§ **DIRECTIONS**
In the listing that follows, the lines starting at the one containing "let receptions = receptions.remove(&pvz.id).unwrap_or_default();" and ending at the one containing "INSERT INTO receptions" are to be returned exactly, both boundary lines included, and no others.

§ **DATA FOR THIS TASK**
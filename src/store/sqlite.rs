//! SQLite implementation of the store traits.

use async_trait::async_trait;
use chrono::{DateTime, Utc};
use sqlx::{FromRow, QueryBuilder, Sqlite};
use std::collections::HashMap;
use std::str::FromStr;
use tracing::{debug, info, warn};
use uuid::Uuid;

use super::{
    Entity, ProductStore, PvzStore, ReceptionStore, StoreError, StoreResult, UserStore,
};
use crate::db::{
    format_timestamp, now_timestamp, parse_timestamp, City, ListQuery, NewUser, PickupPoint,
    PickupPointDetails, Product, ProductType, Reception, ReceptionDetails, User,
};
use crate::DbPool;

const RECEPTION_COLUMNS: &str = "id, date_time, pvz_id, status";
const PRODUCT_COLUMNS: &str = "id, date_time, type, reception_id, seq";

#[derive(Clone)]
pub struct SqliteStore {
    pool: DbPool,
}

impl SqliteStore {
    pub fn new(pool: DbPool) -> Self {
        Self { pool }
    }
}

#[derive(Debug, FromRow)]
struct UserRow {
    id: String,
    email: String,
    password_hash: String,
    role: String,
    created_at: String,
}

#[derive(Debug, FromRow)]
struct PvzRow {
    id: String,
    registration_date: String,
    city: String,
}

#[derive(Debug, FromRow)]
struct ReceptionRow {
    id: String,
    date_time: String,
    pvz_id: String,
    status: String,
}

#[derive(Debug, FromRow)]
struct ProductRow {
    id: String,
    date_time: String,
    #[sqlx(rename = "type")]
    product_type: String,
    reception_id: String,
    seq: i64,
}

fn parse_uuid(value: &str) -> StoreResult<Uuid> {
    Uuid::parse_str(value).map_err(|e| StoreError::Corrupt(format!("uuid {:?}: {}", value, e)))
}

fn parse_ts(value: &str) -> StoreResult<DateTime<Utc>> {
    parse_timestamp(value).map_err(|e| StoreError::Corrupt(format!("timestamp {:?}: {}", value, e)))
}

fn parse_enum<T: FromStr<Err = String>>(value: &str) -> StoreResult<T> {
    value.parse().map_err(StoreError::Corrupt)
}

impl TryFrom<UserRow> for User {
    type Error = StoreError;

    fn try_from(row: UserRow) -> StoreResult<Self> {
        Ok(Self {
            id: parse_uuid(&row.id)?,
            email: row.email,
            password_hash: row.password_hash,
            role: parse_enum(&row.role)?,
            created_at: parse_ts(&row.created_at)?,
        })
    }
}

impl TryFrom<PvzRow> for PickupPoint {
    type Error = StoreError;

    fn try_from(row: PvzRow) -> StoreResult<Self> {
        Ok(Self {
            id: parse_uuid(&row.id)?,
            registration_date: parse_ts(&row.registration_date)?,
            city: parse_enum(&row.city)?,
        })
    }
}

impl TryFrom<ReceptionRow> for Reception {
    type Error = StoreError;

    fn try_from(row: ReceptionRow) -> StoreResult<Self> {
        Ok(Self {
            id: parse_uuid(&row.id)?,
            date_time: parse_ts(&row.date_time)?,
            pvz_id: parse_uuid(&row.pvz_id)?,
            status: parse_enum(&row.status)?,
        })
    }
}

impl TryFrom<ProductRow> for Product {
    type Error = StoreError;

    fn try_from(row: ProductRow) -> StoreResult<Self> {
        Ok(Self {
            id: parse_uuid(&row.id)?,
            date_time: parse_ts(&row.date_time)?,
            product_type: parse_enum(&row.product_type)?,
            reception_id: parse_uuid(&row.reception_id)?,
            seq: row.seq,
        })
    }
}

fn is_unique_violation(err: &sqlx::Error) -> bool {
    err.as_database_error()
        .map_or(false, |db_err| db_err.is_unique_violation())
}

fn is_foreign_key_violation(err: &sqlx::Error) -> bool {
    err.as_database_error()
        .map_or(false, |db_err| db_err.is_foreign_key_violation())
}

/// Append the reception date-range predicate for `query`
fn push_date_filter(qb: &mut QueryBuilder<'_, Sqlite>, column: &str, query: &ListQuery) {
    if let Some(start) = query.start_date {
        qb.push(format!(" AND {} >= ", column))
            .push_bind(format_timestamp(start));
    }
    if let Some(end) = query.end_date {
        qb.push(format!(" AND {} <= ", column))
            .push_bind(format_timestamp(end));
    }
}

#[async_trait]
impl UserStore for SqliteStore {
    async fn create(&self, user: NewUser) -> StoreResult<User> {
        let id = Uuid::new_v4().to_string();
        let now = now_timestamp();

        let mut tx = self.pool.begin().await?;
        let row = sqlx::query_as::<_, UserRow>(
            r#"
            INSERT INTO users (id, email, password_hash, role, created_at)
            VALUES (?, ?, ?, ?, ?)
            RETURNING id, email, password_hash, role, created_at
            "#,
        )
        .bind(&id)
        .bind(&user.email)
        .bind(&user.password_hash)
        .bind(user.role.as_str())
        .bind(&now)
        .fetch_one(&mut *tx)
        .await
        .map_err(|e| {
            if is_unique_violation(&e) {
                warn!("Duplicate entry for user");
                StoreError::Duplicate(Entity::User)
            } else {
                StoreError::Database(e)
            }
        })?;
        tx.commit().await?;

        debug!(user_id = %id, "User row inserted");
        User::try_from(row)
    }

    async fn get_by_email(&self, email: &str) -> StoreResult<User> {
        sqlx::query_as::<_, UserRow>(
            "SELECT id, email, password_hash, role, created_at FROM users WHERE email = ?",
        )
        .bind(email)
        .fetch_optional(&self.pool)
        .await?
        .ok_or(StoreError::NotFound(Entity::User))
        .and_then(User::try_from)
    }
}

#[async_trait]
impl PvzStore for SqliteStore {
    async fn create(&self, city: City) -> StoreResult<PickupPoint> {
        let row = sqlx::query_as::<_, PvzRow>(
            r#"
            INSERT INTO pvz (id, registration_date, city)
            VALUES (?, ?, ?)
            RETURNING id, registration_date, city
            "#,
        )
        .bind(Uuid::new_v4().to_string())
        .bind(now_timestamp())
        .bind(city.as_str())
        .fetch_one(&self.pool)
        .await?;

        PickupPoint::try_from(row)
    }

    async fn exists(&self, id: Uuid) -> StoreResult<bool> {
        let found: i64 = sqlx::query_scalar("SELECT EXISTS(SELECT 1 FROM pvz WHERE id = ?)")
            .bind(id.to_string())
            .fetch_one(&self.pool)
            .await?;
        Ok(found != 0)
    }

    async fn list_with_details(&self, query: &ListQuery) -> StoreResult<Vec<PickupPointDetails>> {
        // One read transaction so the three queries see the same snapshot
        let mut tx = self.pool.begin().await?;

        let pvz_rows = sqlx::query_as::<_, PvzRow>(
            r#"
            SELECT id, registration_date, city
            FROM pvz
            ORDER BY registration_date, rowid
            LIMIT ? OFFSET ?
            "#,
        )
        .bind(i64::from(query.limit))
        .bind(query.offset() as i64)
        .fetch_all(&mut *tx)
        .await?;

        if pvz_rows.is_empty() {
            tx.commit().await?;
            return Ok(Vec::new());
        }

        let mut qb = QueryBuilder::<Sqlite>::new(format!(
            "SELECT {} FROM receptions WHERE pvz_id IN (",
            RECEPTION_COLUMNS
        ));
        let mut ids = qb.separated(", ");
        for row in &pvz_rows {
            ids.push_bind(row.id.clone());
        }
        ids.push_unseparated(")");
        push_date_filter(&mut qb, "date_time", query);
        qb.push(" ORDER BY date_time DESC, rowid DESC");
        let reception_rows: Vec<ReceptionRow> = qb.build_query_as().fetch_all(&mut *tx).await?;

        let mut qb = QueryBuilder::<Sqlite>::new(
            r#"
            SELECT p.id, p.date_time, p.type, p.reception_id, p.seq
            FROM products p
            JOIN receptions r ON r.id = p.reception_id
            WHERE r.pvz_id IN (
            "#,
        );
        let mut ids = qb.separated(", ");
        for row in &pvz_rows {
            ids.push_bind(row.id.clone());
        }
        ids.push_unseparated(")");
        push_date_filter(&mut qb, "r.date_time", query);
        qb.push(" ORDER BY p.reception_id, p.seq DESC");
        let product_rows: Vec<ProductRow> = qb.build_query_as().fetch_all(&mut *tx).await?;

        tx.commit().await?;

        let mut products: HashMap<Uuid, Vec<Product>> = HashMap::new();
        for row in product_rows {
            let product = Product::try_from(row)?;
            products.entry(product.reception_id).or_default().push(product);
        }

        let mut receptions: HashMap<Uuid, Vec<ReceptionDetails>> = HashMap::new();
        for row in reception_rows {
            let reception = Reception::try_from(row)?;
            let items = products.remove(&reception.id).unwrap_or_default();
            receptions
                .entry(reception.pvz_id)
                .or_default()
                .push(ReceptionDetails {
                    reception,
                    products: items,
                });
        }

        pvz_rows
            .into_iter()
            .map(|row| {
                let pvz = PickupPoint::try_from(row)?;
                let receptions = receptions.remove(&pvz.id).unwrap_or_default();
                Ok(PickupPointDetails { pvz, receptions })
            })
            .collect()
    }
}

#[async_trait]
impl ReceptionStore for SqliteStore {
    async fn open(&self, pvz_id: Uuid) -> StoreResult<Reception> {
        let id = Uuid::new_v4().to_string();
        let pvz = pvz_id.to_string();

        let mut tx = self.pool.begin().await?;
        // The insert only happens when no reception is open; the partial
        // unique index catches the same race at commit level.
        let row = sqlx::query_as::<_, ReceptionRow>(&format!(
            r#"
            INSERT INTO receptions (id, date_time, pvz_id, status)
            SELECT ?, ?, ?, 'in_progress'
            WHERE NOT EXISTS (
                SELECT 1 FROM receptions WHERE pvz_id = ? AND status = 'in_progress'
            )
            RETURNING {}
            "#,
            RECEPTION_COLUMNS
        ))
        .bind(&id)
        .bind(now_timestamp())
        .bind(&pvz)
        .bind(&pvz)
        .fetch_optional(&mut *tx)
        .await
        .map_err(|e| {
            if is_unique_violation(&e) {
                StoreError::Duplicate(Entity::OpenReception)
            } else if is_foreign_key_violation(&e) {
                StoreError::NotFound(Entity::PickupPoint)
            } else {
                StoreError::Database(e)
            }
        })?
        .ok_or(StoreError::Duplicate(Entity::OpenReception))?;
        tx.commit().await?;

        info!(pvz_id = %pvz, reception_id = %id, "Reception row inserted");
        Reception::try_from(row)
    }

    async fn close_open(&self, pvz_id: Uuid) -> StoreResult<Reception> {
        let mut tx = self.pool.begin().await?;
        let row = sqlx::query_as::<_, ReceptionRow>(&format!(
            r#"
            UPDATE receptions
            SET status = 'close'
            WHERE pvz_id = ? AND status = 'in_progress'
            RETURNING {}
            "#,
            RECEPTION_COLUMNS
        ))
        .bind(pvz_id.to_string())
        .fetch_optional(&mut *tx)
        .await?
        .ok_or(StoreError::NotFound(Entity::OpenReception))?;
        tx.commit().await?;

        Reception::try_from(row)
    }
}

#[async_trait]
impl ProductStore for SqliteStore {
    async fn append(&self, pvz_id: Uuid, product_type: ProductType) -> StoreResult<Product> {
        let mut tx = self.pool.begin().await?;
        // Reception lookup and next sequence number are part of the insert
        let row = sqlx::query_as::<_, ProductRow>(&format!(
            r#"
            INSERT INTO products (id, date_time, type, reception_id, seq)
            SELECT ?, ?, ?, r.id,
                   COALESCE((SELECT MAX(p.seq) FROM products p WHERE p.reception_id = r.id), 0) + 1
            FROM receptions r
            WHERE r.pvz_id = ? AND r.status = 'in_progress'
            RETURNING {}
            "#,
            PRODUCT_COLUMNS
        ))
        .bind(Uuid::new_v4().to_string())
        .bind(now_timestamp())
        .bind(product_type.as_str())
        .bind(pvz_id.to_string())
        .fetch_optional(&mut *tx)
        .await?
        .ok_or(StoreError::NotFound(Entity::OpenReception))?;
        tx.commit().await?;

        Product::try_from(row)
    }

    async fn delete_last(&self, pvz_id: Uuid) -> StoreResult<Product> {
        let pvz = pvz_id.to_string();

        let mut tx = self.pool.begin().await?;
        let deleted = sqlx::query_as::<_, ProductRow>(&format!(
            r#"
            DELETE FROM products
            WHERE id = (
                SELECT p.id
                FROM products p
                JOIN receptions r ON r.id = p.reception_id
                WHERE r.pvz_id = ? AND r.status = 'in_progress'
                ORDER BY p.seq DESC
                LIMIT 1
            )
            RETURNING {}
            "#,
            PRODUCT_COLUMNS
        ))
        .bind(&pvz)
        .fetch_optional(&mut *tx)
        .await?;

        let row = match deleted {
            Some(row) => row,
            None => {
                let open: i64 = sqlx::query_scalar(
                    "SELECT EXISTS(SELECT 1 FROM receptions WHERE pvz_id = ? AND status = 'in_progress')",
                )
                .bind(&pvz)
                .fetch_one(&mut *tx)
                .await?;
                return Err(if open != 0 {
                    StoreError::NotFound(Entity::Product)
                } else {
                    StoreError::NotFound(Entity::OpenReception)
                });
            }
        };
        tx.commit().await?;

        Product::try_from(row)
    }
}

§ **SOLVED EXERCISE**
                let receptions = receptions.remove(&pvz.id).unwrap_or_default();
                Ok(PickupPointDetails { pvz, receptions })
            })
            .collect()
    }
}

#[async_trait]
impl ReceptionStore for SqliteStore {
    async fn open(&self, pvz_id: Uuid) -> StoreResult<Reception> {
        let id = Uuid::new_v4().to_string();
        let pvz = pvz_id.to_string();

        let mut tx = self.pool.begin().await?;
        // The insert only happens when no reception is open; the partial
        // unique index catches the same race at commit level.
        let row = sqlx::query_as::<_, ReceptionRow>(&format!(
            r#"
            INSERT INTO receptions (id, date_time, pvz_id, status)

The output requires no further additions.